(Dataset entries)
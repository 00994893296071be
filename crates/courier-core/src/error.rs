//! Error types for the Courier core library
//!
//! Crate-level failures (loading options, building the HTTP client) live here.
//! Per-request failures are never reported through this type: they surface as
//! [`crate::http::RequestError`], which carries the normalized classification.

use thiserror::Error;

/// Main error type for Courier setup operations
#[derive(Error, Debug)]
pub enum Error {
    /// Configuration errors
    #[error("Configuration error: {message}")]
    Configuration {
        message: String,
        #[source]
        source: Option<anyhow::Error>,
    },

    /// HTTP client construction errors
    #[error("HTTP client error: {message}")]
    HttpClient {
        message: String,
        #[source]
        source: Option<Box<dyn std::error::Error + Send + Sync>>,
    },

    /// JSON parsing and serialization errors
    #[error("JSON error: {message}")]
    Json {
        message: String,
        #[source]
        source: serde_json::Error,
    },

    /// YAML parsing errors
    #[error("YAML error: {message}")]
    Yaml {
        message: String,
        #[source]
        source: serde_yaml::Error,
    },

    /// TOML parsing errors
    #[error("TOML error: {message}")]
    Toml {
        message: String,
        #[source]
        source: toml::de::Error,
    },

    /// IO errors
    #[error("IO error: {message}")]
    Io {
        message: String,
        #[source]
        source: std::io::Error,
    },

    /// Logging initialization errors
    #[error("Logging error: {message}")]
    Logging { message: String },
}

/// Convenience type alias for Results using our Error type
pub type Result<T> = std::result::Result<T, Error>;

impl Error {
    /// Create a configuration error without an underlying cause
    pub fn configuration(message: impl Into<String>) -> Self {
        Error::Configuration {
            message: message.into(),
            source: None,
        }
    }
}

impl From<serde_json::Error> for Error {
    fn from(err: serde_json::Error) -> Self {
        Error::Json {
            message: err.to_string(),
            source: err,
        }
    }
}

impl From<serde_yaml::Error> for Error {
    fn from(err: serde_yaml::Error) -> Self {
        Error::Yaml {
            message: err.to_string(),
            source: err,
        }
    }
}

impl From<toml::de::Error> for Error {
    fn from(err: toml::de::Error) -> Self {
        Error::Toml {
            message: err.to_string(),
            source: err,
        }
    }
}

impl From<std::io::Error> for Error {
    fn from(err: std::io::Error) -> Self {
        Error::Io {
            message: err.to_string(),
            source: err,
        }
    }
}

impl From<reqwest::Error> for Error {
    fn from(err: reqwest::Error) -> Self {
        Error::HttpClient {
            message: format!("Failed to create HTTP client: {}", err),
            source: Some(Box::new(err)),
        }
    }
}

#[cfg(test)]
mod tests {
    use super::*;

    #[test]
    fn test_error_display() {
        let err = Error::configuration("timeout_ms must be greater than zero");
        assert_eq!(
            err.to_string(),
            "Configuration error: timeout_ms must be greater than zero"
        );
    }

    #[test]
    fn test_json_error_conversion() {
        let parse_err = serde_json::from_str::<serde_json::Value>("{not json").unwrap_err();
        let err: Error = parse_err.into();
        assert!(matches!(err, Error::Json { .. }));
        assert!(err.to_string().starts_with("JSON error:"));
    }
}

◆ **ACTIVITY**
Send back an exact copy of only the lines from the line with "client) live here." up to and including the line with "fn from(err: serde_json::Error)" in the data above.

◆ **YOUR RESPONSE**
//! Crate-level failures (loading options, building the HTTP client) live here.
//! Per-request failures are never reported through this type: they surface as
//! [`crate::http::RequestError`], which carries the normalized classification.

use thiserror::Error;

/// Main error type for Courier setup operations
#[derive(Error, Debug)]
pub enum Error {
    /// Configuration errors
    #[error("Configuration error: {message}")]
    Configuration {
        message: String,
        #[source]
        source: Option<anyhow::Error>,
    },

    /// HTTP client construction errors
    #[error("HTTP client error: {message}")]
    HttpClient {
        message: String,
        #[source]
        source: Option<Box<dyn std::error::Error + Send + Sync>>,
    },

    /// JSON parsing and serialization errors
    #[error("JSON error: {message}")]
    Json {
        message: String,
        #[source]
        source: serde_json::Error,
    },

    /// YAML parsing errors
    #[error("YAML error: {message}")]
    Yaml {
        message: String,
        #[source]
        source: serde_yaml::Error,
    },

    /// TOML parsing errors
    #[error("TOML error: {message}")]
    Toml {
        message: String,
        #[source]
        source: toml::de::Error,
    },

    /// IO errors
    #[error("IO error: {message}")]
    Io {
        message: String,
        #[source]
        source: std::io::Error,
    },

    /// Logging initialization errors
    #[error("Logging error: {message}")]
    Logging { message: String },
}

/// Convenience type alias for Results using our Error type
pub type Result<T> = std::result::Result<T, Error>;

impl Error {
    /// Create a configuration error without an underlying cause
    pub fn configuration(message: impl Into<String>) -> Self {
        Error::Configuration {
            message: message.into(),
            source: None,
        }
    }
}

impl From<serde_json::Error> for Error {
    fn from(err: serde_json::Error) -> Self {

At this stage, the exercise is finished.